On September 29, the National Highway Traffic Safety Administration alerted consumers about Toyota and Lexus vehicles experiencing unintended acceleration due to the accelerator becoming stuck.
According to the NHTSA press release, floor mats in certain Toyota and Lexus models have caused the accelerator pedal to catch, causing rapid acceleration after releasing the pedal.
Toyota began mailing letters to owners of potentially affected vehicles. For the time being, NHTSA and Toyota urge vehicle owners to take out any removable floor mats. The mats should not be replaced with any other mat.
Toyota and Lexus vehicles affected by this consumer alert are:
- 2007-2010 Camry
- 2005-2010 Avalon
- 2004-2009 Prius
- 2005-2010 Tacoma
- 2007-2010 Tundra
- 2007-2010 ES 350
- 2006-2010 IS 250 and IS350
Kurt Niland, of Beasley Allen Legal News offers more information on the recall and Toyota's remedial measures:
The recall is the largest ever for Toyota and the fifth largest recall of a consumer product in the United States.
Toyota formally notified the NHTSA of the recall in a letter on October 5. Owners of the recalled vehicles, which include eight Toyota models manufactured in the last six years, are being notified by first-class mail in a mailing that was sent out on Friday, October 30th.

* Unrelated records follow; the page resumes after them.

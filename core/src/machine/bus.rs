//! System bus: the single owner of all memory arrays and devices.
//!
//! One 64 KiB address space routed to the cartridge mapper, VRAM, WRAM,
//! OAM, HRAM, and the I/O register file. Register side effects (DIV
//! clear, OAM DMA, APU/PPU routing, CGB bank/speed/DMA ports) live in
//! the write dispatcher here; the CPU, PPU, and APU never hold
//! references to each other.

use crate::core::{Bus, BusMaster, Interrupt, InterruptLine};
use crate::device::{Apu, Cartridge, Joypad, Ppu, Timer};
use crate::device::joypad::Button;
use crate::core::Component;

pub struct SystemBus {
    pub cartridge: Cartridge,
    cgb: bool,

    /// 8 banks of 4 KiB; DMG uses banks 0 and 1 only.
    wram: Box<[u8; 0x8000]>,
    /// CGB WRAM bank select for 0xD000–0xDFFF (0 reads as 1).
    svbk: u8,
    hram: [u8; 0x7F],

    pub ppu: Ppu,
    pub apu: Apu,
    pub timer: Timer,
    pub joypad: Joypad,

    intf: InterruptLine,
    ie: u8,

    /// Last value written to the OAM DMA register (0xFF46).
    dma: u8,
    /// T-cycles owed to the CPU for DMA transfers, drained by the frame loop.
    stall_cycles: u32,

    // Serial port registers (link transfer itself is not emulated)
    serial_data: u8,
    serial_ctrl: u8,

    // CGB speed switch (KEY1)
    key1_armed: bool,
    double_speed: bool,

    // CGB VRAM DMA (HDMA1–5)
    hdma_src: u16,
    hdma_dst: u16,
    hdma_remaining: u8,
    hdma_active: bool,
}

impl SystemBus {
    pub fn new(cartridge: Cartridge, cgb: bool) -> Self {
        Self {
            cartridge,
            cgb,
            wram: Box::new([0; 0x8000]),
            svbk: 1,
            hram: [0; 0x7F],
            ppu: Ppu::new(cgb),
            apu: Apu::new(),
            timer: Timer::new(),
            joypad: Joypad::new(),
            intf: InterruptLine::new(),
            ie: 0,
            dma: 0,
            stall_cycles: 0,
            serial_data: 0,
            serial_ctrl: 0,
            key1_armed: false,
            double_speed: false,
            hdma_src: 0,
            hdma_dst: 0,
            hdma_remaining: 0xFF,
            hdma_active: false,
        }
    }

    pub fn is_cgb(&self) -> bool {
        self.cgb
    }

    pub fn double_speed(&self) -> bool {
        self.double_speed
    }

    pub fn interrupt_flags(&self) -> u8 {
        self.intf.bits()
    }

    pub fn request_interrupt(&mut self, int: Interrupt) {
        self.intf.request(int);
    }

    /// T-cycles accrued by DMA since the last call; the frame loop
    /// charges them to the CPU.
    pub fn take_stall_cycles(&mut self) -> u32 {
        std::mem::take(&mut self.stall_cycles)
    }

    pub fn press(&mut self, button: Button, pressed: bool) {
        self.joypad.set_button(button, pressed, &mut self.intf);
    }

    /// Advance the devices after one CPU instruction. `cpu_cycles` is in
    /// the CPU clock domain; in CGB double-speed mode the PPU and APU run
    /// at half that rate (the dot clock never changes).
    pub fn tick(&mut self, cpu_cycles: u32) {
        self.timer.advance(cpu_cycles, &mut self.intf);

        let dots = if self.double_speed { cpu_cycles / 2 } else { cpu_cycles };
        self.ppu.advance(dots, &mut self.intf);
        self.apu.advance(dots, &mut self.intf);

        // HBlank-paced VRAM DMA moves one 16-byte block per HBlank.
        let hblanks = self.ppu.take_hblank_events();
        if self.hdma_active {
            for _ in 0..hblanks {
                self.hdma_block();
                if !self.hdma_active {
                    break;
                }
            }
        }
    }

    fn wram_bank(&self) -> usize {
        if self.cgb {
            let bank = (self.svbk & 0x07) as usize;
            if bank == 0 { 1 } else { bank }
        } else {
            1
        }
    }

    /// OAM DMA: copy 160 bytes from `src << 8` into OAM atomically.
    /// Costs 160 T-cycles, charged to the CPU via the stall counter.
    fn dma_oam(&mut self, src: u8) {
        let base = (src as u16) << 8;
        for i in 0..0xA0u16 {
            let byte = self.read(BusMaster::Dma, base.wrapping_add(i));
            self.ppu.write_oam_raw(i as u8, byte);
        }
        self.stall_cycles += 160;
    }

    /// Copy one 16-byte HDMA block and advance the source/destination.
    fn hdma_block(&mut self) {
        for _ in 0..0x10 {
            let byte = self.read(BusMaster::Dma, self.hdma_src);
            self.ppu.write_vram(0x8000 | (self.hdma_dst & 0x1FFF), byte);
            self.hdma_src = self.hdma_src.wrapping_add(1);
            self.hdma_dst = self.hdma_dst.wrapping_add(1);
        }
        if self.hdma_remaining == 0 {
            self.hdma_remaining = 0xFF;
            self.hdma_active = false;
        } else {
            self.hdma_remaining -= 1;
        }
    }

    /// HDMA5 write: bit 7 selects HBlank pacing; clear starts an
    /// immediate general-purpose copy of the whole span.
    fn start_vram_dma(&mut self, value: u8) {
        if self.hdma_active && value & 0x80 == 0 {
            // Writing with bit 7 clear cancels an in-flight HBlank DMA.
            self.hdma_active = false;
            self.hdma_remaining = 0xFF;
            return;
        }

        self.hdma_remaining = value & 0x7F;
        if value & 0x80 != 0 {
            self.hdma_active = true;
        } else {
            let blocks = (value & 0x7F) as u32 + 1;
            for _ in 0..blocks {
                self.hdma_block();
            }
            self.hdma_remaining = 0xFF;
        }
    }

    fn read_io(&mut self, addr: u16) -> u8 {
        match addr {
            0xFF00 => self.joypad.read(),
            0xFF01 => self.serial_data,
            0xFF02 => self.serial_ctrl | 0x7E,
            0xFF04..=0xFF07 => self.timer.read(addr),
            0xFF0F => self.intf.bits() | 0xE0,
            0xFF10..=0xFF3F => self.apu.read(addr),
            0xFF46 => self.dma,
            0xFF40..=0xFF4B => self.ppu.read_register(addr),
            0xFF4D if self.cgb => {
                0x7E | if self.double_speed { 0x80 } else { 0 }
                    | if self.key1_armed { 0x01 } else { 0 }
            }
            0xFF4F if self.cgb => self.ppu.read_register(addr),
            0xFF55 if self.cgb => {
                self.hdma_remaining | if self.hdma_active { 0 } else { 0x80 }
            }
            0xFF68..=0xFF6B if self.cgb => self.ppu.read_register(addr),
            0xFF70 if self.cgb => 0xF8 | self.svbk,
            _ => 0xFF,
        }
    }

    fn write_io(&mut self, addr: u16, data: u8) {
        match addr {
            0xFF00 => self.joypad.write(data),
            0xFF01 => self.serial_data = data,
            0xFF02 => self.serial_ctrl = data,
            0xFF04..=0xFF07 => self.timer.write(addr, data),
            0xFF0F => self.intf.set_bits(data),
            0xFF10..=0xFF3F => self.apu.write(addr, data),
            0xFF46 => {
                self.dma = data;
                self.dma_oam(data);
            }
            0xFF40..=0xFF4B => self.ppu.write_register(addr, data, &mut self.intf),
            0xFF4D if self.cgb => self.key1_armed = data & 0x01 != 0,
            0xFF4F if self.cgb => self.ppu.write_register(addr, data, &mut self.intf),
            0xFF51 if self.cgb => self.hdma_src = (self.hdma_src & 0x00FF) | ((data as u16) << 8),
            0xFF52 if self.cgb => self.hdma_src = (self.hdma_src & 0xFF00) | (data & 0xF0) as u16,
            0xFF53 if self.cgb => {
                self.hdma_dst = (self.hdma_dst & 0x00FF) | (((data & 0x1F) as u16) << 8)
            }
            0xFF54 if self.cgb => self.hdma_dst = (self.hdma_dst & 0xFF00) | (data & 0xF0) as u16,
            0xFF55 if self.cgb => self.start_vram_dma(data),
            0xFF68..=0xFF6B if self.cgb => self.ppu.write_register(addr, data, &mut self.intf),
            0xFF70 if self.cgb => self.svbk = data & 0x07,
            _ => {}
        }
    }

    pub fn reset(&mut self) {
        self.cartridge.reset_mapper();
        self.wram.fill(0);
        self.svbk = 1;
        self.hram = [0; 0x7F];
        self.ppu.reset();
        self.apu.reset();
        self.timer.reset();
        self.joypad.reset();
        self.intf = InterruptLine::new();
        self.ie = 0;
        self.dma = 0;
        self.stall_cycles = 0;
        self.serial_data = 0;
        self.serial_ctrl = 0;
        self.key1_armed = false;
        self.double_speed = false;
        self.hdma_src = 0;
        self.hdma_dst = 0;
        self.hdma_remaining = 0xFF;
        self.hdma_active = false;
    }
}

impl Bus for SystemBus {
    fn read(&mut self, master: BusMaster, addr: u16) -> u8 {
        match addr {
            0x0000..=0x7FFF => self.cartridge.read_rom(addr),
            0x8000..=0x9FFF => self.ppu.read_vram(addr),
            0xA000..=0xBFFF => self.cartridge.read_ram(addr),
            0xC000..=0xCFFF => self.wram[(addr - 0xC000) as usize],
            0xD000..=0xDFFF => {
                self.wram[self.wram_bank() * 0x1000 + (addr - 0xD000) as usize]
            }
            // Echo RAM forwards to 0xC000–0xDDFF
            0xE000..=0xFDFF => self.read(master, addr - 0x2000),
            0xFE00..=0xFE9F => self.ppu.read_oam(addr),
            0xFEA0..=0xFEFF => {
                log::trace!("read from prohibited region {addr:#06X}");
                0xFF
            }
            0xFF00..=0xFF7F => self.read_io(addr),
            0xFF80..=0xFFFE => self.hram[(addr - 0xFF80) as usize],
            0xFFFF => self.ie,
        }
    }

    fn write(&mut self, master: BusMaster, addr: u16, data: u8) {
        match addr {
            // ROM range: mapper registers only, never the ROM bytes
            0x0000..=0x7FFF => self.cartridge.write_registers(addr, data),
            0x8000..=0x9FFF => self.ppu.write_vram(addr, data),
            0xA000..=0xBFFF => self.cartridge.write_ram(addr, data),
            0xC000..=0xCFFF => self.wram[(addr - 0xC000) as usize] = data,
            0xD000..=0xDFFF => {
                self.wram[self.wram_bank() * 0x1000 + (addr - 0xD000) as usize] = data
            }
            0xE000..=0xFDFF => self.write(master, addr - 0x2000, data),
            0xFE00..=0xFE9F => self.ppu.write_oam(addr, data),
            0xFEA0..=0xFEFF => {
                log::trace!("write to prohibited region {addr:#06X}");
            }
            0xFF00..=0xFF7F => self.write_io(addr, data),
            0xFF80..=0xFFFE => self.hram[(addr - 0xFF80) as usize] = data,
            0xFFFF => self.ie = data,
        }
    }

    fn pending_interrupts(&self) -> u8 {
        self.ie & self.intf.bits() & 0x1F
    }

    fn acknowledge(&mut self, int: Interrupt) {
        self.intf.clear(int);
    }

    fn perform_speed_switch(&mut self) -> bool {
        if self.cgb && self.key1_armed {
            self.double_speed = !self.double_speed;
            self.key1_armed = false;
            true
        } else {
            false
        }
    }
}
use super::bus::InterruptLine;

/// Anything that advances by discrete T-cycle counts (video, sound, timers).
///
/// The frame loop advances each component by the cycle count the CPU
/// just consumed; components that raise interrupts do so through the
/// shared request line.
pub trait Component {
    /// Advance by `cycles` T-cycles of this component's clock domain.
    fn advance(&mut self, cycles: u32, irq: &mut InterruptLine);

    /// Return to power-on state.
    fn reset(&mut self);
}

This first mailing will alert owners to the potential dangers posed by the floor mats but will not announce a fix. When Toyota decides on a solution, it will contact owners about the availability of a free remedy in a second mailing.
Some early reports indicated that rather than focusing on the floor mats, Toyota was researching on-vehicle countermeasures such as a "smart pedal" that would tell the vehicle to ignore the gas pedal if the brakes were applied simultaneously. Such a measure, which is standard in most German-made vehicles and Chryslers, would enable drivers to regain control of their vehicles easily and instantly despite the cause of unintended acceleration.
However, retrofitting 3.8 million vehicles with smart pedal technology would be extremely costly. A modification to the pedal in the affected vehicles would cost as much as $440 million, according to a Tokyo Shimbun report cited by Reuters.
A recall involving redesigned floor mats, on the other hand, would cost about $100 million. New reports say that the latest Toyota recall will indeed be a floor mat fix of some kind.
Toyota's largest recall comes during its toughest financial time. The company expects to lose $4.7 billion for the year ending March 31 -- its second consecutive annual loss. The economic downturn and a poor exchange rate are obvious culprits, but according to Toyota President Akio Toyoda, the troubles run even deeper.
"Toyota has become too big and distant from its customers," President Akio Toyoda, he told journalists in Tokyo last month. "We are grasping for salvation," he added, after apologizing for an accident that occurred in San Diego last August, which investigators say was caused when a floor mat jammed the accelerator pedal in a Lexus ES 350. The horrific accident claimed the lives of a California Highway Patrol officer and three of his family members, finally prompting the massive recall.